▸ **What to do**
Reproduce the records below exactly, but only between the lines holding "fn optional_real(values: &HashMap<String, String>, key: &str)" and "let (header, offset)", inclusive.

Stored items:
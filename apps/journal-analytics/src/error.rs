//! Crate-level error type.
//!
//! The analytics themselves never fail; errors come from the collaborators
//! around them (config, trade loading, annotation store, output).

use thiserror::Error;

use crate::config::ConfigError;
use crate::journal::StoreError;
use crate::trade::{LoadError, TradeError};

/// Any failure surfaced by the journal analytics collaborators.
#[derive(Debug, Error)]
pub enum AnalyticsError {
    /// Configuration could not be loaded or validated.
    #[error(transparent)]
    Config(#[from] ConfigError),

    /// Trade file could not be loaded.
    #[error(transparent)]
    Load(#[from] LoadError),

    /// A trade record is structurally invalid.
    #[error(transparent)]
    Trade(#[from] TradeError),

    /// Annotation store failure.
    #[error(transparent)]
    Store(#[from] StoreError),

    /// Serializing output failed.
    #[error("Failed to serialize output: {0}")]
    Serialize(#[from] serde_json::Error),

    /// Writing output failed.
    #[error("Failed to write output to '{path}': {source}")]
    Write {
        /// Destination path.
        path: String,
        /// The underlying IO error.
        source: std::io::Error,
    },
}

/// Result alias for fallible collaborator operations.
pub type Result<T> = std::result::Result<T, AnalyticsError>;
//! Trade builders shared by the integration tests.

#![allow(dead_code)]

use chrono::{DateTime, Duration, TimeZone, Utc};
use journal_analytics::{Direction, OrderType, Trade};
use rust_decimal::Decimal;
use rust_decimal_macros::dec;

/// UTC timestamp at the top of an hour.
pub fn at(year: i32, month: u32, day: u32, hour: u32) -> DateTime<Utc> {
    Utc.with_ymd_and_hms(year, month, day, hour, 0, 0)
        .single()
        .unwrap_or_else(|| panic!("invalid timestamp {year}-{month}-{day}T{hour}"))
}

/// Long market trade: 1 unit at 100, no fees, held 30 minutes, exiting at `exit`.
pub fn trade(id: &str, asset: &str, pnl: Decimal, exit: DateTime<Utc>) -> Trade {
    Trade {
        id: id.to_string(),
        asset: asset.to_string(),
        direction: Direction::Long,
        requested_price: dec!(100),
        entry_price: dec!(100),
        exit_price: dec!(100) + pnl,
        size: Decimal::ONE,
        fee: Decimal::ZERO,
        network_fee: Decimal::ZERO,
        protocol_fee: Decimal::ZERO,
        realized_pnl: pnl,
        order_type: OrderType::Market,
        entry_time: exit - Duration::minutes(30),
        exit_time: exit,
        time_to_fill_ms: 1_000,
        candle_high: dec!(110),
        candle_low: dec!(90),
    }
}
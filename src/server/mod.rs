//! HTTP upload service.
//!
//! Endpoints:
//!   GET  /           → upload page
//!   POST /calculate  → multipart `pred_file` upload → metrics report (JSON)
//!   GET  /health     → liveness probe + expected image shape
//!
//! Every request is scored in isolation; a malformed upload produces an error
//! response and never takes the service down.

mod html;

use std::sync::Arc;

use axum::{
    body::Bytes,
    extract::{multipart::MultipartError, DefaultBodyLimit, Multipart, State},
    http::StatusCode,
    response::{Html, IntoResponse, Json, Response},
    routing::{get, post},
    Router,
};
use serde_json::json;
use tracing::{error, info, warn};

use crate::error::Error;
use crate::evaluate::Evaluator;

use html::UPLOAD_HTML;

/// Multipart field carrying the prediction file.
pub const UPLOAD_FIELD: &str = "pred_file";

type AppState = Arc<Evaluator>;

/// Build the service router around a shared evaluator.
pub fn router(evaluator: Arc<Evaluator>) -> Router {
    let body_limit = evaluator.config().max_upload_bytes;

    Router::new()
        .route("/", get(index))
        .route("/health", get(health))
        .route("/calculate", post(calculate))
        .layer(DefaultBodyLimit::max(body_limit))
        .with_state(evaluator)
}

/// Listen on the configured address until Ctrl-C.
///
/// # Errors
///
/// Returns an error if the address cannot be bound or the server fails.
pub async fn serve(evaluator: Arc<Evaluator>) -> std::io::Result<()> {
    let addr = evaluator.config().bind;
    let listener = tokio::net::TcpListener::bind(addr).await?;

    info!(%addr, "fits-metrics listening");

    axum::serve(listener, router(evaluator))
        .with_graceful_shutdown(shutdown_signal())
        .await
}

async fn shutdown_signal() {
    if let Err(err) = tokio::signal::ctrl_c().await {
        warn!(error = %err, "cannot listen for shutdown signal");
        std::future::pending::<()>().await;
    }
    info!("shutting down");
}

// ── Handlers ─────────────────────────────────────────────────────────────────

async fn index() -> Html<&'static str> {
    Html(UPLOAD_HTML)
}

async fn health(State(evaluator): State<AppState>) -> impl IntoResponse {
    Json(json!({
        "status": "ok",
        "ground_truth_shape": evaluator.ground_truth_shape(),
    }))
}

// POST /calculate
async fn calculate(State(evaluator): State<AppState>, mut multipart: Multipart) -> Response {
    let (filename, contents) = match read_upload(&mut multipart).await {
        Ok(Some(upload)) => upload,
        Ok(None) => return error_response(&Error::NoFileSelected),
        Err(err) => {
            warn!(error = %err, "malformed multipart request");
            return (err.status(), Json(json!({"error": err.body_text()}))).into_response();
        }
    };

    info!(filename = %filename, bytes = contents.len(), "received upload");

    let scored =
        tokio::task::spawn_blocking(move || evaluator.evaluate_upload(&filename, &contents)).await;

    match scored {
        Ok(Ok(report)) => Json(report).into_response(),
        Ok(Err(err)) => error_response(&err),
        Err(err) => {
            error!(error = %err, "scoring task failed");
            (
                StatusCode::INTERNAL_SERVER_ERROR,
                Json(json!({"error": "scoring task failed"})),
            )
                .into_response()
        }
    }
}

// ── Helpers ──────────────────────────────────────────────────────────────────

/// Pull the prediction file out of the form, skipping any other fields.
async fn read_upload(multipart: &mut Multipart) -> Result<Option<(String, Bytes)>, MultipartError> {
    while let Some(field) = multipart.next_field().await? {
        if field.name() != Some(UPLOAD_FIELD) {
            continue;
        }

        let filename = field.file_name().unwrap_or_default().to_string();
        let contents = field.bytes().await?;
        return Ok(Some((filename, contents)));
    }

    Ok(None)
}

fn status_for(err: &Error) -> StatusCode {
    match err {
        Error::NoFileSelected | Error::InvalidFileType { .. } | Error::InvalidFilename { .. } => {
            StatusCode::BAD_REQUEST
        }
        Error::ShapeMismatch { .. }
        | Error::EmptyArray
        | Error::FitsFormat { .. }
        | Error::FitsNoData
        | Error::FitsRead { .. } => StatusCode::UNPROCESSABLE_ENTITY,
        Error::InvalidParameter { .. } | Error::GroundTruth { .. } | Error::Io(_) => {
            StatusCode::INTERNAL_SERVER_ERROR
        }
    }
}

fn error_response(err: &Error) -> Response {
    let status = status_for(err);
    if status.is_server_error() {
        error!(error = %err, "upload failed");
    } else {
        warn!(error = %err, "upload rejected");
    }

    (status, Json(json!({"error": err.to_string()}))).into_response()
}
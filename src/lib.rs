//! # `fits-metrics`
//!
//! Image quality metrics for scientific images stored as FITS files.
//!
//! A prediction is scored against a fixed ground truth with three numbers:
//! PSNR (normalized by the ground truth's dynamic range), SNR, and SNR over
//! log-compressed copies of both images, which keeps bright sources from
//! dominating high dynamic range astronomical data.
//!
//! ## Example
//!
//! ```no_run
//! use fits_metrics::{compute_metrics, fits};
//!
//! # fn main() -> fits_metrics::Result<()> {
//! let ground_truth = fits::read_fits("data/ground_truth.fits")?;
//! let prediction = fits::read_fits("prediction.fits")?;
//!
//! let metrics = compute_metrics(&ground_truth.data, &prediction.data)?;
//! println!("PSNR {:.4} dB", metrics.psnr);
//! # Ok(())
//! # }
//! ```

pub mod error;
pub mod evaluate;
pub mod fits;
pub mod metrics;
pub mod server;

pub use error::{Error, Result};
pub use evaluate::{Config, Evaluator, MetricsReport};
pub use metrics::{compute_metrics, Metrics};
//! Custom error types for fits-metrics.

use std::path::PathBuf;
use thiserror::Error;

/// Main error type for the fits-metrics library.
#[derive(Error, Debug)]
pub enum Error {
    /// Ground truth and prediction arrays differ in shape.
    #[error("image dimensions do not match: ground truth {expected}, prediction {actual}")]
    ShapeMismatch { expected: String, actual: String },

    /// A metric was requested over arrays with no samples.
    #[error("cannot compute metrics over an empty array")]
    EmptyArray,

    /// Invalid parameter value.
    #[error("invalid parameter {name}: {reason}")]
    InvalidParameter { name: String, reason: String },

    /// The bytes are not a readable FITS primary HDU.
    #[error("malformed FITS data: {reason}")]
    FitsFormat { reason: String },

    /// The primary HDU carries no data array (NAXIS = 0).
    #[error("FITS primary HDU contains no data array")]
    FitsNoData,

    /// Failed to read a FITS file from disk.
    #[error("failed to read FITS file {path}: {source}")]
    FitsRead {
        path: PathBuf,
        #[source]
        source: std::io::Error,
    },

    /// The reference image could not be loaded.
    #[error("error reading ground truth file {path}: {source}")]
    GroundTruth {
        path: PathBuf,
        #[source]
        source: Box<Error>,
    },

    /// An upload arrived without a file name.
    #[error("no file selected, please select a FITS file to upload")]
    NoFileSelected,

    /// The upload's extension is not on the allow list.
    #[error("invalid file type {filename:?}, please upload a .fits file")]
    InvalidFileType { filename: String },

    /// The upload's name has no usable characters once sanitized.
    #[error("invalid file name {filename:?}")]
    InvalidFilename { filename: String },

    /// IO error.
    #[error("IO error: {0}")]
    Io(#[from] std::io::Error),
}

impl Error {
    /// Build a [`Error::ShapeMismatch`] from two array shapes.
    #[must_use]
    pub fn shape_mismatch(expected: &[usize], actual: &[usize]) -> Self {
        Self::ShapeMismatch {
            expected: format!("{expected:?}"),
            actual: format!("{actual:?}"),
        }
    }
}

/// Result type alias for fits-metrics operations.
pub type Result<T> = std::result::Result<T, Error>;
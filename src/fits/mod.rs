//! FITS primary HDU reading and writing.
//!
//! Only the primary header-data unit is handled: extensions, tile
//! compression and random groups are out of reach of [`read_fits`].

mod header;
mod load;
mod save;

pub use header::{Bitpix, FitsHeader, BLOCK_SIZE, CARD_SIZE};
pub use load::{decode_fits, read_fits};
pub use save::{encode_fits, write_fits};

use ndarray::ArrayD;

/// A decoded primary HDU.
#[derive(Debug, Clone)]
pub struct FitsImage {
    /// Keywords that shaped the decoding.
    pub header: FitsHeader,
    /// Physical sample values, shaped `NAXISn x ... x NAXIS1`.
    pub data: ArrayD<f64>,
}

impl FitsImage {
    /// Array shape in row-major order.
    #[must_use]
    pub fn shape(&self) -> &[usize] {
        self.data.shape()
    }
}
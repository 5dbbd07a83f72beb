//! FITS header cards: 2880-byte blocks of 80-character `KEYWORD = value` records.

use std::collections::HashMap;

use crate::error::{Error, Result};

/// Size of a FITS logical record.
pub const BLOCK_SIZE: usize = 2880;

/// Size of one header card.
pub const CARD_SIZE: usize = 80;

/// Sample encoding of the data array, from the `BITPIX` keyword.
#[derive(Debug, Clone, Copy, PartialEq, Eq)]
pub enum Bitpix {
    /// Unsigned 8-bit integer.
    U8,
    /// Signed 16-bit integer.
    I16,
    /// Signed 32-bit integer.
    I32,
    /// Signed 64-bit integer.
    I64,
    /// IEEE 754 single precision.
    F32,
    /// IEEE 754 double precision.
    F64,
}

impl Bitpix {
    /// Parse a `BITPIX` value.
    ///
    /// # Errors
    ///
    /// Returns [`Error::FitsFormat`] for codes outside the six FITS sample types.
    pub fn from_code(code: i64) -> Result<Self> {
        match code {
            8 => Ok(Self::U8),
            16 => Ok(Self::I16),
            32 => Ok(Self::I32),
            64 => Ok(Self::I64),
            -32 => Ok(Self::F32),
            -64 => Ok(Self::F64),
            other => Err(Error::FitsFormat {
                reason: format!("unsupported BITPIX {other}"),
            }),
        }
    }

    /// The `BITPIX` code for this sample type.
    #[must_use]
    pub const fn code(self) -> i64 {
        match self {
            Self::U8 => 8,
            Self::I16 => 16,
            Self::I32 => 32,
            Self::I64 => 64,
            Self::F32 => -32,
            Self::F64 => -64,
        }
    }

    /// Bytes per stored sample.
    #[must_use]
    pub const fn bytes_per_sample(self) -> usize {
        match self {
            Self::U8 => 1,
            Self::I16 => 2,
            Self::I32 | Self::F32 => 4,
            Self::I64 | Self::F64 => 8,
        }
    }

    /// Whether samples are stored as integers (and may carry `BLANK`).
    #[must_use]
    pub const fn is_integer(self) -> bool {
        !matches!(self, Self::F32 | Self::F64)
    }
}

/// The keywords of a primary header needed to decode its data array.
#[derive(Debug, Clone, PartialEq)]
pub struct FitsHeader {
    /// Sample type.
    pub bitpix: Bitpix,
    /// Axis lengths in header order, `NAXIS1` first.
    pub axes: Vec<usize>,
    /// Linear scale applied to stored values.
    pub bscale: f64,
    /// Offset applied to stored values.
    pub bzero: f64,
    /// Stored integer that marks an undefined sample.
    pub blank: Option<i64>,
}

impl FitsHeader {
    /// Array shape in row-major order, slowest axis first (`NAXISn, ..., NAXIS1`).
    #[must_use]
    pub fn shape(&self) -> Vec<usize> {
        self.axes.iter().rev().copied().collect()
    }

    /// Number of samples in the data array.
    ///
    /// # Errors
    ///
    /// Returns [`Error::FitsFormat`] if the axis product overflows.
    pub fn sample_count(&self) -> Result<usize> {
        self.axes
            .iter()
            .try_fold(1usize, |acc, &n| acc.checked_mul(n))
            .ok_or_else(|| Error::FitsFormat {
                reason: format!("axis lengths {:?} overflow", self.axes),
            })
    }

    /// Size in bytes of the data array, without block padding.
    ///
    /// # Errors
    ///
    /// Returns [`Error::FitsFormat`] if the size overflows.
    pub fn data_len(&self) -> Result<usize> {
        self.sample_count()?
            .checked_mul(self.bitpix.bytes_per_sample())
            .ok_or_else(|| Error::FitsFormat {
                reason: "data size overflows".to_string(),
            })
    }

    /// Whether stored values need `bzero + bscale * v` applied.
    #[must_use]
    #[allow(clippy::float_cmp)]
    pub fn is_scaled(&self) -> bool {
        self.bscale != 1.0 || self.bzero != 0.0
    }
}

/// Parse the primary header at the start of `bytes`.
///
/// Returns the header and the offset of the first data byte, which is the
/// start of the block following the `END` card.
pub(crate) fn parse_header(bytes: &[u8]) -> Result<(FitsHeader, usize)> {
    let mut values: HashMap<String, String> = HashMap::new();
    let mut end_card = None;

    for (index, card) in bytes.chunks_exact(CARD_SIZE).enumerate() {
        let card = std::str::from_utf8(card)
            .ok()
            .filter(|text| text.is_ascii())
            .ok_or_else(|| Error::FitsFormat {
                reason: format!("header card {index} is not ASCII text"),
            })?;
        let keyword = card[..8].trim_end();

        if index == 0 && keyword != "SIMPLE" {
            return Err(Error::FitsFormat {
                reason: "first header card must be SIMPLE".to_string(),
            });
        }

        if keyword == "END" {
            end_card = Some(index);
            break;
        }

        if &card[8..10] == "= " {
            values
                .entry(keyword.to_string())
                .or_insert_with(|| strip_comment(&card[10..]).to_string());
        }
    }

    let end_card = end_card.ok_or_else(|| Error::FitsFormat {
        reason: "header has no END card".to_string(),
    })?;

    if values.get("SIMPLE").map(String::as_str) != Some("T") {
        return Err(Error::FitsFormat {
            reason: "SIMPLE must be T".to_string(),
        });
    }

    let bitpix = Bitpix::from_code(integer(&values, "BITPIX")?)?;
    let naxis = integer(&values, "NAXIS")?;
    if !(0..=999).contains(&naxis) {
        return Err(Error::FitsFormat {
            reason: format!("NAXIS {naxis} out of range"),
        });
    }

    let axes = (1..=naxis)
        .map(|n| {
            let key = format!("NAXIS{n}");
            let len = integer(&values, &key)?;
            usize::try_from(len).map_err(|_| Error::FitsFormat {
                reason: format!("{key} must be non-negative, got {len}"),
            })
        })
        .collect::<Result<Vec<_>>>()?;

    let header = FitsHeader {
        bitpix,
        axes,
        bscale: optional_real(&values, "BSCALE")?.unwrap_or(1.0),
        bzero: optional_real(&values, "BZERO")?.unwrap_or(0.0),
        blank: if bitpix.is_integer() {
            optional_integer(&values, "BLANK")?
        } else {
            None
        },
    };

    let header_len = (end_card + 1) * CARD_SIZE;
    Ok((header, header_len.div_ceil(BLOCK_SIZE) * BLOCK_SIZE))
}

/// Format one header card, padded to [`CARD_SIZE`].
pub(crate) fn card(keyword: &str, value: &str) -> String {
    format!("{keyword:<8}= {value:>20}{:width$}", "", width = CARD_SIZE - 30)
}

/// Drop the `/ comment` tail of a card value. String values keep their slashes.
fn strip_comment(raw: &str) -> &str {
    let raw = raw.trim();
    if raw.starts_with('\'') {
        return raw;
    }
    raw.split('/').next().unwrap_or_default().trim()
}

fn integer(values: &HashMap<String, String>, key: &str) -> Result<i64> {
    optional_integer(values, key)?.ok_or_else(|| Error::FitsFormat {
        reason: format!("missing required keyword {key}"),
    })
}

fn optional_integer(values: &HashMap<String, String>, key: &str) -> Result<Option<i64>> {
    values
        .get(key)
        .map(|raw| {
            raw.parse::<i64>().map_err(|_| Error::FitsFormat {
                reason: format!("{key} is not an integer: {raw:?}"),
            })
        })
        .transpose()
}

fn optional_real(values: &HashMap<String, String>, key: &str) -> Result<Option<f64>> {
    values
        .get(key)
        .map(|raw| {
            // Fortran-style double exponents: 1.0D+03
            raw.replace(['D', 'd'], "E")
                .parse::<f64>()
                .map_err(|_| Error::FitsFormat {
                    reason: format!("{key} is not a number: {raw:?}"),
                })
        })
        .transpose()
}

#[cfg(test)]
mod tests {
    use super::*;

    fn header_bytes(cards: &[String]) -> Vec<u8> {
        let mut bytes: Vec<u8> = cards.iter().flat_map(|c| c.bytes()).collect();
        bytes.extend(format!("{:<80}", "END").bytes());
        bytes.resize(bytes.len().div_ceil(BLOCK_SIZE) * BLOCK_SIZE, b' ');
        bytes
    }

    #[test]
    fn test_card_layout() {
        let c = card("NAXIS1", "512");
        assert_eq!(c.len(), CARD_SIZE);
        assert_eq!(&c[..10], "NAXIS1  = ");
        assert_eq!(c[10..30].trim(), "512");
    }

    #[test]
    fn test_parse_minimal_header() {
        let bytes = header_bytes(&[
            card("SIMPLE", "T"),
            card("BITPIX", "-32"),
            card("NAXIS", "2"),
            card("NAXIS1", "3"),
            card("NAXIS2", "2"),
        ]);

        let (header, offset) = parse_header(&bytes).unwrap();

        assert_eq!(header.bitpix, Bitpix::F32);
        assert_eq!(header.axes, vec![3, 2]);
        assert_eq!(header.shape(), vec![2, 3]);
        assert_eq!(header.data_len().unwrap(), 24);
        assert!(!header.is_scaled());
        assert_eq!(offset, BLOCK_SIZE);
    }

    #[test]
    fn test_parse_scaling_with_comments() {
        let bytes = header_bytes(&[
            card("SIMPLE", "T"),
            card("BITPIX", "16"),
            card("NAXIS", "1"),
            card("NAXIS1", "4"),
            format!("{:<80}", "BSCALE  =              2.5D+00 / physical = bzero + bscale * raw"),
            card("BZERO", "32768"),
            card("BLANK", "-32768"),
        ]);

        let (header, _) = parse_header(&bytes).unwrap();

        assert!((header.bscale - 2.5).abs() < f64::EPSILON);
        assert!((header.bzero - 32768.0).abs() < f64::EPSILON);
        assert_eq!(header.blank, Some(-32768));
        assert!(header.is_scaled());
    }

    #[test]
    fn test_header_spanning_blocks() {
        let mut cards = vec![
            card("SIMPLE", "T"),
            card("BITPIX", "8"),
            card("NAXIS", "1"),
            card("NAXIS1", "1"),
        ];
        cards.extend((0..40).map(|i| format!("{:<80}", format!("COMMENT filler {i}"))));

        let (_, offset) = parse_header(&header_bytes(&cards)).unwrap();
        assert_eq!(offset, 2 * BLOCK_SIZE);
    }

    #[test]
    fn test_rejects_missing_simple() {
        let bytes = header_bytes(&[card("BITPIX", "8"), card("NAXIS", "0")]);
        assert!(matches!(parse_header(&bytes), Err(Error::FitsFormat { .. })));
    }

    #[test]
    fn test_rejects_missing_end() {
        let bytes = format!("{:<2880}", card("SIMPLE", "T"));
        assert!(matches!(
            parse_header(bytes.as_bytes()),
            Err(Error::FitsFormat { .. })
        ));
    }

    #[test]
    fn test_rejects_missing_axis() {
        let bytes = header_bytes(&[
            card("SIMPLE", "T"),
            card("BITPIX", "8"),
            card("NAXIS", "2"),
            card("NAXIS1", "3"),
        ]);
        assert!(matches!(parse_header(&bytes), Err(Error::FitsFormat { .. })));
    }

    #[test]
    fn test_rejects_unknown_bitpix() {
        assert!(Bitpix::from_code(12).is_err());
        assert_eq!(Bitpix::from_code(-64).unwrap().code(), -64);
    }
}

▸ **Answer box**
fn optional_real(values: &HashMap<String, String>, key: &str) -> Result<Option<f64>> {
    values
        .get(key)
        .map(|raw| {
            // Fortran-style double exponents: 1.0D+03
            raw.replace(['D', 'd'], "E")
                .parse::<f64>()
                .map_err(|_| Error::FitsFormat {
                    reason: format!("{key} is not a number: {raw:?}"),
                })
        })
        .transpose()
}

#[cfg(test)]
mod tests {
    use super::*;

    fn header_bytes(cards: &[String]) -> Vec<u8> {
        let mut bytes: Vec<u8> = cards.iter().flat_map(|c| c.bytes()).collect();
        bytes.extend(format!("{:<80}", "END").bytes());
        bytes.resize(bytes.len().div_ceil(BLOCK_SIZE) * BLOCK_SIZE, b' ');
        bytes
    }

    #[test]
    fn test_card_layout() {
        let c = card("NAXIS1", "512");
        assert_eq!(c.len(), CARD_SIZE);
        assert_eq!(&c[..10], "NAXIS1  = ");
        assert_eq!(c[10..30].trim(), "512");
    }

    #[test]
    fn test_parse_minimal_header() {
        let bytes = header_bytes(&[
            card("SIMPLE", "T"),
            card("BITPIX", "-32"),
            card("NAXIS", "2"),
            card("NAXIS1", "3"),
            card("NAXIS2", "2"),
        ]);

        let (header, offset) = parse_header(&bytes).unwrap();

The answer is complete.